Saving and Loading the Model

The previous section describes how to adjust hyperparameters and train network models. During network model training, we want to save the intermediate and final results for fine-tuning and subsequent model deployment and inference. This section describes how to save and load a model.

Model Training

The following uses the MNIST dataset as an example to describe how to save and load a network model. First, obtain the MNIST dataset and train the model. The sample code is as follows:

import mindspore.nn as nn
import mindspore as ms

from mindvision.engine.callback import LossMonitor
from mindvision.classification.dataset import Mnist
from mindvision.classification.models import lenet

epochs = 10 # Training epochs

# 1. Build a dataset.
download_train = Mnist(path="./mnist", split="train", batch_size=32, repeat_num=1, shuffle=True, resize=32, download=True)
dataset_train = download_train.run()

# 2. Define a neural network.
network = lenet(num_classes=10, pretrained=False)
# 3.1 Define a loss function.
net_loss = nn.SoftmaxCrossEntropyWithLogits(sparse=True, reduction='mean')
# 3.2 Define an optimizer function.
net_opt = nn.Momentum(network.trainable_params(), learning_rate=0.01, momentum=0.9)
# 3.3 Initialize model parameters.
model = ms.Model(network, loss_fn=net_loss, optimizer=net_opt, metrics={'accuracy'})

# 4. Train the neural network.
model.train(epochs, dataset_train, callbacks=[LossMonitor(0.01, 1875)])

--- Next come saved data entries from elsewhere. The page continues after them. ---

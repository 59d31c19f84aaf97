//! End-to-end runs of the coordinator against a scripted session

use crate::support::{default_page, snapshot_tree, test_config, urls, FakeSession, Step};
use std::path::PathBuf;
use sumi_mirror::config::parse_config;
use sumi_mirror::{Coordinator, FailureKind, MirrorError, UrlState};
use tempfile::TempDir;

#[tokio::test]
async fn test_failing_url_does_not_stop_the_run() {
    let dir = TempDir::new().unwrap();
    let failing = "https://example.com/down";
    let working = "https://example.com/up";
    let session = FakeSession::new().always_failing(failing, 3);
    let mut coordinator = Coordinator::new(test_config(dir.path()), session);

    let report = coordinator.run(&urls(&[failing, working])).await.unwrap();

    assert_eq!(report.outcomes.len(), 2);
    assert_eq!(report.outcomes[0].state, UrlState::FetchFailed);
    assert_eq!(report.outcomes[0].attempts, 3);
    assert_eq!(
        report.outcomes[0].failure.as_ref().unwrap().kind,
        FailureKind::Navigation
    );
    assert_eq!(report.outcomes[1].state, UrlState::Done);

    assert_eq!(coordinator.session().navigations_to(failing), 3);
    assert!(!dir.path().join("out/down/index.html").exists());
    assert_eq!(
        std::fs::read_to_string(dir.path().join("out/up/index.html")).unwrap(),
        default_page(working)
    );
}

#[tokio::test]
async fn test_transient_timeouts_are_retried() {
    let dir = TempDir::new().unwrap();
    let url = "https://example.com/slow";
    let session = FakeSession::new().script(
        url,
        vec![
            Step::Timeout,
            Step::Timeout,
            Step::Page("<html>finally</html>".to_string()),
        ],
    );
    let mut coordinator = Coordinator::new(test_config(dir.path()), session);

    let report = coordinator.run(&urls(&[url])).await.unwrap();

    assert_eq!(report.outcomes[0].state, UrlState::Done);
    assert_eq!(report.outcomes[0].attempts, 3);
    assert_eq!(
        std::fs::read_to_string(dir.path().join("out/slow/index.html")).unwrap(),
        "<html>finally</html>"
    );
}

#[tokio::test]
async fn test_timeouts_beyond_budget_fail_the_url() {
    let dir = TempDir::new().unwrap();
    let url = "https://example.com/slow";
    let session = FakeSession::new().script(
        url,
        vec![
            Step::Timeout,
            Step::Timeout,
            Step::Page("<html>too late</html>".to_string()),
        ],
    );
    let mut config = test_config(dir.path());
    config.navigation.retries = 2;
    let mut coordinator = Coordinator::new(config, session);

    let report = coordinator.run(&urls(&[url])).await.unwrap();

    let outcome = &report.outcomes[0];
    assert_eq!(outcome.state, UrlState::FetchFailed);
    assert_eq!(
        outcome.failure.as_ref().unwrap().kind,
        FailureKind::NavigationTimeout
    );
    assert_eq!(coordinator.session().navigations_to(url), 2);
}

#[tokio::test]
async fn test_saved_html_is_byte_identical() {
    let dir = TempDir::new().unwrap();
    let url = "https://example.com/docs/guide";
    let html = "<!DOCTYPE html>\r\n<html lang=\"ja\"><body>墨 \u{00e9}\u{0301} \u{FEFF}</body></html>\n";
    let session = FakeSession::new().script(url, vec![Step::Page(html.to_string())]);
    let mut coordinator = Coordinator::new(test_config(dir.path()), session);

    coordinator.run(&urls(&[url])).await.unwrap();

    let saved = std::fs::read(dir.path().join("out/docs/guide/index.html")).unwrap();
    assert_eq!(saved, html.as_bytes());
}

#[tokio::test]
async fn test_layout_follows_url_paths() {
    let dir = TempDir::new().unwrap();
    let mut coordinator = Coordinator::new(test_config(dir.path()), FakeSession::new());

    let report = coordinator
        .run(&urls(&[
            "https://example.com/",
            "https://example.com/docs/guide/",
            "https://example.com//blog///post?page=2#top",
        ]))
        .await
        .unwrap();

    let saved: Vec<PathBuf> = report
        .outcomes
        .iter()
        .map(|o| o.saved_path.clone().unwrap())
        .collect();
    assert_eq!(
        saved,
        vec![
            dir.path().join("out/index.html"),
            dir.path().join("out/docs/guide/index.html"),
            dir.path().join("out/blog/post/index.html"),
        ]
    );
}

#[tokio::test]
async fn test_rerun_is_idempotent() {
    let dir = TempDir::new().unwrap();
    let list = urls(&[
        "https://example.com/",
        "https://example.com/docs",
        "https://example.com/docs/api",
    ]);
    let mut config = test_config(dir.path());
    config.output.screenshots = true;

    let mut first = Coordinator::new(config.clone(), FakeSession::new());
    first.run(&list).await.unwrap();
    let after_first = snapshot_tree(dir.path());

    let mut second = Coordinator::new(config, FakeSession::new());
    second.run(&list).await.unwrap();
    let after_second = snapshot_tree(dir.path());

    assert_eq!(after_first.len(), 6);
    assert_eq!(after_first, after_second);
}

#[tokio::test]
async fn test_lost_browser_aborts_remaining_urls() {
    let dir = TempDir::new().unwrap();
    let first = "https://example.com/one";
    let crashing = "https://example.com/two";
    let never = "https://example.com/three";
    let session = FakeSession::new().script(crashing, vec![Step::Crash]);
    let mut coordinator = Coordinator::new(test_config(dir.path()), session);

    let aborted = coordinator
        .run(&urls(&[first, crashing, never]))
        .await
        .unwrap_err();

    assert!(matches!(aborted.error, MirrorError::SessionFatal(_)));
    assert_eq!(coordinator.session().navigations_to(crashing), 1);
    assert_eq!(coordinator.session().navigations_to(never), 0);
    assert!(dir.path().join("out/one/index.html").exists());
    assert!(!dir.path().join("out/three/index.html").exists());
    assert!(!coordinator.session().closed);
}

#[tokio::test]
async fn test_browser_closed_after_fatal_abort() {
    let dir = TempDir::new().unwrap();
    let crashing = "https://example.com/two";
    let session = FakeSession::new().script(crashing, vec![Step::Crash]);
    let mut coordinator = Coordinator::new(test_config(dir.path()), session);

    let aborted = coordinator
        .run_and_close(&urls(&["https://example.com/one", crashing]))
        .await
        .unwrap_err();

    assert!(matches!(aborted.error, MirrorError::SessionFatal(_)));
    assert!(coordinator.session().closed);
}

#[tokio::test]
async fn test_browser_closed_after_complete_run() {
    let dir = TempDir::new().unwrap();
    let mut coordinator = Coordinator::new(test_config(dir.path()), FakeSession::new());

    let report = coordinator
        .run_and_close(&urls(&["https://example.com/"]))
        .await
        .unwrap();

    assert_eq!(report.succeeded(), 1);
    assert!(coordinator.session().closed);
}

#[tokio::test]
async fn test_aborted_run_reports_every_input_url() {
    let dir = TempDir::new().unwrap();
    let report_path = dir.path().join("report.json");
    let crashing = "https://example.com/two";
    let session = FakeSession::new().script(crashing, vec![Step::Crash]);
    let mut coordinator = Coordinator::new(test_config(dir.path()), session);

    let aborted = coordinator
        .run(&urls(&[
            "https://example.com/one",
            crashing,
            "https://example.com/three",
            "https://example.com/four",
        ]))
        .await
        .unwrap_err();
    aborted.report.write_json(&report_path).unwrap();

    let states: Vec<UrlState> = aborted.report.outcomes.iter().map(|o| o.state).collect();
    assert_eq!(
        states,
        vec![
            UrlState::Done,
            UrlState::FetchFailed,
            UrlState::Pending,
            UrlState::Pending
        ]
    );
    assert_eq!(aborted.report.succeeded(), 1);

    let json: serde_json::Value =
        serde_json::from_str(&std::fs::read_to_string(&report_path).unwrap()).unwrap();
    assert_eq!(json["aborted"]["kind"], "session_fatal");
    let outcomes = json["outcomes"].as_array().unwrap();
    assert_eq!(outcomes.len(), 4);
    assert_eq!(outcomes[1]["failure"]["kind"], "session_fatal");
    assert_eq!(outcomes[3]["url"], "https://example.com/four");
    assert_eq!(outcomes[3]["state"], "pending");
}

#[tokio::test]
async fn test_unreadable_page_counts_only_attempts_made() {
    let dir = TempDir::new().unwrap();
    let url = "https://example.com/blank";
    let session = FakeSession::new().script(url, vec![Step::Unreadable]);
    let mut coordinator = Coordinator::new(test_config(dir.path()), session);

    let report = coordinator.run(&urls(&[url])).await.unwrap();

    let outcome = &report.outcomes[0];
    assert_eq!(outcome.state, UrlState::FetchFailed);
    assert_eq!(outcome.attempts, 1);
    assert_eq!(coordinator.session().navigations_to(url), 1);
    assert!(!dir.path().join("out/blank/index.html").exists());
}

#[tokio::test]
async fn test_path_conflict_is_isolated() {
    let dir = TempDir::new().unwrap();
    let mut coordinator = Coordinator::new(test_config(dir.path()), FakeSession::new());

    let report = coordinator
        .run(&urls(&[
            "https://example.com/",
            "https://example.com/index.html",
            "https://example.com/after",
        ]))
        .await
        .unwrap();

    let states: Vec<UrlState> = report.outcomes.iter().map(|o| o.state).collect();
    assert_eq!(
        states,
        vec![UrlState::Done, UrlState::PersistFailed, UrlState::Done]
    );
    assert_eq!(
        report.outcomes[1].failure.as_ref().unwrap().kind,
        FailureKind::Filesystem
    );
    assert_eq!(
        std::fs::read_to_string(dir.path().join("out/index.html")).unwrap(),
        default_page("https://example.com/")
    );
}

#[tokio::test]
async fn test_screenshots_mirror_the_html_tree() {
    let dir = TempDir::new().unwrap();
    let mut config = test_config(dir.path());
    config.output.screenshots = true;
    let mut coordinator = Coordinator::new(config, FakeSession::new());

    let report = coordinator
        .run(&urls(&["https://example.com/", "https://example.com/docs/guide"]))
        .await
        .unwrap();

    assert_eq!(coordinator.session().screenshots, 2);
    assert_eq!(
        report.outcomes[0].screenshot_path,
        Some(dir.path().join("screenshots/index.png"))
    );
    assert_eq!(
        report.outcomes[1].screenshot_path,
        Some(dir.path().join("screenshots/docs/guide.png"))
    );
    assert!(dir.path().join("screenshots/docs").is_dir());
    assert!(dir.path().join("screenshots/docs/guide.png").is_file());
}

#[tokio::test]
async fn test_report_keeps_input_order_and_tags_failures() {
    let dir = TempDir::new().unwrap();
    let report_path = dir.path().join("report.json");
    let mut coordinator = Coordinator::new(test_config(dir.path()), FakeSession::new());

    let report = coordinator
        .run(&urls(&[
            "https://example.com/a",
            "mailto:someone@example.com",
            "https://example.com/b",
        ]))
        .await
        .unwrap();
    report.write_json(&report_path).unwrap();

    assert_eq!(coordinator.session().navigations.len(), 2);
    assert_eq!(report.succeeded(), 2);
    assert_eq!(report.failed(), 1);

    let json: serde_json::Value =
        serde_json::from_str(&std::fs::read_to_string(&report_path).unwrap()).unwrap();
    let outcomes = json["outcomes"].as_array().unwrap();
    assert_eq!(outcomes[0]["url"], "https://example.com/a");
    assert_eq!(outcomes[1]["url"], "mailto:someone@example.com");
    assert_eq!(outcomes[1]["state"], "fetch_failed");
    assert_eq!(outcomes[1]["failure"]["kind"], "malformed_url");
    assert_eq!(outcomes[1]["attempts"], 0);
    assert_eq!(outcomes[2]["state"], "done");
    assert!(outcomes[2]["load_time_secs"].as_f64().unwrap() >= 0.0);
}

#[tokio::test]
async fn test_run_from_config_file_contents() {
    let dir = TempDir::new().unwrap();
    let toml = format!(
        r#"
urls = ["https://example.com/from-config"]

[output]
directory = "{}"

[navigation]
retries = 1
retry-interval-ms = 0
"#,
        dir.path().join("site").display().to_string().replace('\\', "/")
    );
    let config = parse_config(&toml).unwrap();
    let list = config.urls.clone();
    let session = FakeSession::new().always_failing("https://example.com/from-config", 1);
    let mut coordinator = Coordinator::new(config, session);

    let report = coordinator.run(&list).await.unwrap();

    assert_eq!(report.outcomes[0].state, UrlState::FetchFailed);
    assert_eq!(report.outcomes[0].attempts, 1);
    assert_eq!(
        coordinator.session().navigations_to("https://example.com/from-config"),
        1
    );
}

Epoch:[  0/ 10], step:[ 1875/ 1875], loss:[0.148/1.210], time:2.021 ms, lr:0.01000
Epoch time: 4251.808 ms, per step time: 2.268 ms, avg loss: 1.210
Epoch:[  1/ 10], step:[ 1875/ 1875], loss:[0.049/0.081], time:2.048 ms, lr:0.01000
Epoch time: 4301.405 ms, per step time: 2.294 ms, avg loss: 0.081
Epoch:[  2/ 10], step:[ 1875/ 1875], loss:[0.014/0.050], time:1.992 ms, lr:0.01000
Epoch time: 4278.799 ms, per step time: 2.282 ms, avg loss: 0.050
Epoch:[  3/ 10], step:[ 1875/ 1875], loss:[0.035/0.038], time:2.254 ms, lr:0.01000
Epoch time: 4380.553 ms, per step time: 2.336 ms, avg loss: 0.038
Epoch:[  4/ 10], step:[ 1875/ 1875], loss:[0.130/0.031], time:1.932 ms, lr:0.01000
Epoch time: 4287.547 ms, per step time: 2.287 ms, avg loss: 0.031
Epoch:[  5/ 10], step:[ 1875/ 1875], loss:[0.003/0.027], time:1.981 ms, lr:0.01000
Epoch time: 4377.000 ms, per step time: 2.334 ms, avg loss: 0.027
Epoch:[  6/ 10], step:[ 1875/ 1875], loss:[0.004/0.023], time:2.167 ms, lr:0.01000
Epoch time: 4687.250 ms, per step time: 2.500 ms, avg loss: 0.023
Epoch:[  7/ 10], step:[ 1875/ 1875], loss:[0.004/0.020], time:2.226 ms, lr:0.01000
Epoch time: 4685.529 ms, per step time: 2.499 ms, avg loss: 0.020
Epoch:[  8/ 10], step:[ 1875/ 1875], loss:[0.000/0.016], time:2.275 ms, lr:0.01000
Epoch time: 4651.129 ms, per step time: 2.481 ms, avg loss: 0.016
Epoch:[  9/ 10], step:[ 1875/ 1875], loss:[0.022/0.015], time:2.177 ms, lr:0.01000
Epoch time: 4623.760 ms, per step time: 2.466 ms, avg loss: 0.015

The preceding print result shows that the loss values tend to converge as the number of training epochs increases.

Saving the Model

After the network training is complete, save the network model as a file. There are two types of APIs for saving models:

One is to simply save the network model before and after training. The advantage is that the interface is easy to use, but only the network model status when the command is executed is retained.
The other one is to save the interface during network model training. MindSpore automatically saves the number of epochs and number of steps set during training. That is, the intermediate weight parameters generated during the model training process are also saved to facilitate network fine-tuning and stop training.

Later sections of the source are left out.